POLK COUNTY, Fla. -- School districts across the state are dealing with an uncertain future because of the coronavirus pandemic.

What You Need To Know

Under the Governor's new budget, Polk County School officials said they'll be paying an additional $9 million in contributions to the Florida Retirement System this year.

The budget also cut some money for the School Safety Guardian Program, School Recognition money, and the State Academic Tournament.

District officials caution the fiscal future could be even more dire.

"The coronavirus pandemic has inflicted unprecedented damage to our state's economy. We are moving forward cautiously, knowing that late this year, or next, we could face major cuts," said Superintendent Jacqueline Byrd.

Finance officials said they'll apply for FEMA money to help pay for COVID-related cleaning expenses.

Chief Financial Officer Mike Perrone said they're also looking at using federal CARES Act funding to help off-set teacher salaries.

"There is some question about whether the state is going to allow that although the federal government says in their assurances and we're fairly confident we can make a compelling argument that we did use the money to maintain staffing levels," he said.

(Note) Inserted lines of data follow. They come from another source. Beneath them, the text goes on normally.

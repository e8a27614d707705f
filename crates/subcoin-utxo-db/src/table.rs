//! Slot table addressing and the linear-probe scanner.

use crate::batch::{MAX_CURSOR, Pending};
use crate::header::{HEADER_SIZE, Header};
use crate::key::InternalKey;
use crate::slot::{Entry, SLOT_SIZE, Slot};
use crate::store::ByteStore;
use crate::value::{VALUE_UNIT, Value, ValueSource, read_value};
use crate::{Error, Result};
use std::ops::ControlFlow;

/// Byte offsets of the main store regions: header, slot table, value log.
#[derive(Debug, Clone, Copy, PartialEq, Eq)]
pub(crate) struct Layout {
    pub(crate) slot_count: u64,
}

impl Layout {
    pub(crate) fn for_capacity(capacity: u64) -> Result<Self> {
        let slot_count = capacity
            .checked_mul(2)
            .filter(|slots| *slots > 0)
            .ok_or(Error::InvalidCapacity(capacity))?;

        // The whole store, log included, must be addressable.
        slot_count
            .checked_mul(SLOT_SIZE as u64)
            .and_then(|table| table.checked_add(HEADER_SIZE as u64))
            .and_then(|log_begin| log_begin.checked_add(MAX_CURSOR * VALUE_UNIT as u64))
            .ok_or(Error::InvalidCapacity(capacity))?;

        Ok(Self { slot_count })
    }

    /// Layout described by a stored header, checking that its counters are plausible.
    pub(crate) fn for_header(header: &Header) -> Result<Self> {
        let layout = Self::for_capacity(header.stats.capacity).map_err(|_| {
            Error::CorruptHeader(format!("invalid capacity {}", header.stats.capacity))
        })?;

        if header.stats.tombstones > layout.slot_count {
            return Err(Error::CorruptHeader(format!(
                "{} tombstones in a table of {} slots",
                header.stats.tombstones, layout.slot_count
            )));
        }

        if header.cursor > MAX_CURSOR {
            return Err(Error::CorruptHeader(format!(
                "value log cursor {} out of range",
                header.cursor
            )));
        }

        // A plain record takes a slot; every extra collision entry takes log bytes.
        let max_records = layout.slot_count + header.cursor * VALUE_UNIT as u64;
        if header.stats.live > max_records {
            return Err(Error::CorruptHeader(format!(
                "{} live records but room for at most {max_records}",
                header.stats.live
            )));
        }

        Ok(layout)
    }

    pub(crate) fn slot_offset(&self, index: u64) -> u64 {
        HEADER_SIZE as u64 + index * SLOT_SIZE as u64
    }

    pub(crate) fn log_begin(&self) -> u64 {
        self.slot_offset(self.slot_count)
    }

    pub(crate) fn unit_offset(&self, pointer: u64) -> u64 {
        self.log_begin() + pointer * VALUE_UNIT as u64
    }

    pub(crate) fn next(&self, index: u64) -> u64 {
        (index + 1) % self.slot_count
    }

    pub(crate) fn prev(&self, index: u64) -> u64 {
        (index + self.slot_count - 1) % self.slot_count
    }
}

/// Outcome of probing for an internal key.
#[derive(Debug, Clone, Copy, PartialEq, Eq)]
pub(crate) enum Probe {
    Found { index: u64, entry: Entry },
    /// Absent; `index` is the first reusable slot on the probe path.
    Vacant { index: u64, reuses_tombstone: bool },
}

/// Read view of the table as the pending batch sees it.
pub(crate) struct Table<'a, S> {
    layout: Layout,
    main: &'a S,
    pending: &'a Pending,
    batch_slots: usize,
}

impl<'a, S: ByteStore> Table<'a, S> {
    pub(crate) fn new(layout: Layout, main: &'a S, pending: &'a Pending, batch_slots: usize) -> Self {
        Self {
            layout,
            main,
            pending,
            batch_slots: batch_slots.max(1),
        }
    }

    /// Effective content of slot `index`.
    pub(crate) fn slot(&self, index: u64) -> Result<Slot> {
        if let Some(slot) = self.pending.slots.get(&index) {
            return Ok(*slot);
        }
        let mut raw = [0u8; SLOT_SIZE];
        self.main.read_at(self.layout.slot_offset(index), &mut raw)?;
        Slot::decode(index, &raw)
    }

    /// Visits `count` slots starting at `start`, wrapping at the end of the
    /// table, until `f` breaks.
    pub(crate) fn scan<T, F>(&self, start: u64, count: u64, mut f: F) -> Result<Option<T>>
    where
        F: FnMut(u64, Slot) -> Result<ControlFlow<T>>,
    {
        let mut buf = vec![0u8; self.batch_slots * SLOT_SIZE];
        let mut index = start % self.layout.slot_count;
        let mut remaining = count;

        while remaining > 0 {
            // A batch never crosses the end of the table.
            let batch = remaining
                .min(self.batch_slots as u64)
                .min(self.layout.slot_count - index);
            let raw = &mut buf[..batch as usize * SLOT_SIZE];
            self.main.read_at(self.layout.slot_offset(index), raw)?;

            for (i, chunk) in raw.chunks_exact(SLOT_SIZE).enumerate() {
                let at = index + i as u64;
                let slot = match self.pending.slots.get(&at) {
                    Some(slot) => *slot,
                    None => Slot::decode(at, chunk)?,
                };
                if let ControlFlow::Break(found) = f(at, slot)? {
                    return Ok(Some(found));
                }
            }

            remaining -= batch;
            index = (index + batch) % self.layout.slot_count;
        }

        Ok(None)
    }

    /// Follows the probe sequence of `key` up to the first empty slot.
    pub(crate) fn probe(&self, key: &InternalKey) -> Result<Probe> {
        let slot_count = self.layout.slot_count;
        let mut tombstone = None;

        let outcome = self.scan(key.default_slot(slot_count), slot_count, |index, slot| {
            Ok(match slot {
                Slot::Empty => ControlFlow::Break(match tombstone {
                    Some(index) => Probe::Vacant {
                        index,
                        reuses_tombstone: true,
                    },
                    None => Probe::Vacant {
                        index,
                        reuses_tombstone: false,
                    },
                }),
                Slot::Tombstone => {
                    tombstone.get_or_insert(index);
                    ControlFlow::Continue(())
                }
                Slot::Occupied(entry) if entry.key == *key => {
                    ControlFlow::Break(Probe::Found { index, entry })
                }
                Slot::Occupied(_) => ControlFlow::Continue(()),
            })
        })?;

        outcome.ok_or(Error::TableExhausted { slots: slot_count })
    }

    /// Tombstones directly preceding `index`, nearest first.
    pub(crate) fn tombstones_before(&self, index: u64) -> Result<Vec<u64>> {
        let mut found = Vec::new();
        let mut at = self.layout.prev(index);
        while at != index && self.slot(at)? == Slot::Tombstone {
            found.push(at);
            at = self.layout.prev(at);
        }
        Ok(found)
    }

    pub(crate) fn read_value(&self, entry: &Entry) -> Result<Value> {
        read_value(self, entry.pointer, entry.default_len)
    }
}

impl<S: ByteStore> ValueSource for Table<'_, S> {
    fn read_units(&self, pointer: u64, buf: &mut [u8]) -> Result<()> {
        if self.pending.owns(pointer) {
            return self.pending.read_units(pointer, buf);
        }
        self.main.read_at(self.layout.unit_offset(pointer), buf)?;
        Ok(())
    }
}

Stephanie Yocum, President of the Polk Education Association, is calling on Congress for more help to stabilize budgets, improve infrastructure and help pay for safety measure for re-opening schools.

"States are going to need money even into the 2021-22 school year so we need the HEROES Act passed so we can continue to get federal relief for our public schools," she said.

The state is watching revenue projections month-by-month.

"And no one has given any indication that we have any cuts coming yet," said Wendy Dodge, Polk County Schools Legislagtive Affairs Director.

The School Board will have a budget hearing on July 28, and will vote to approve the final budget on September 8.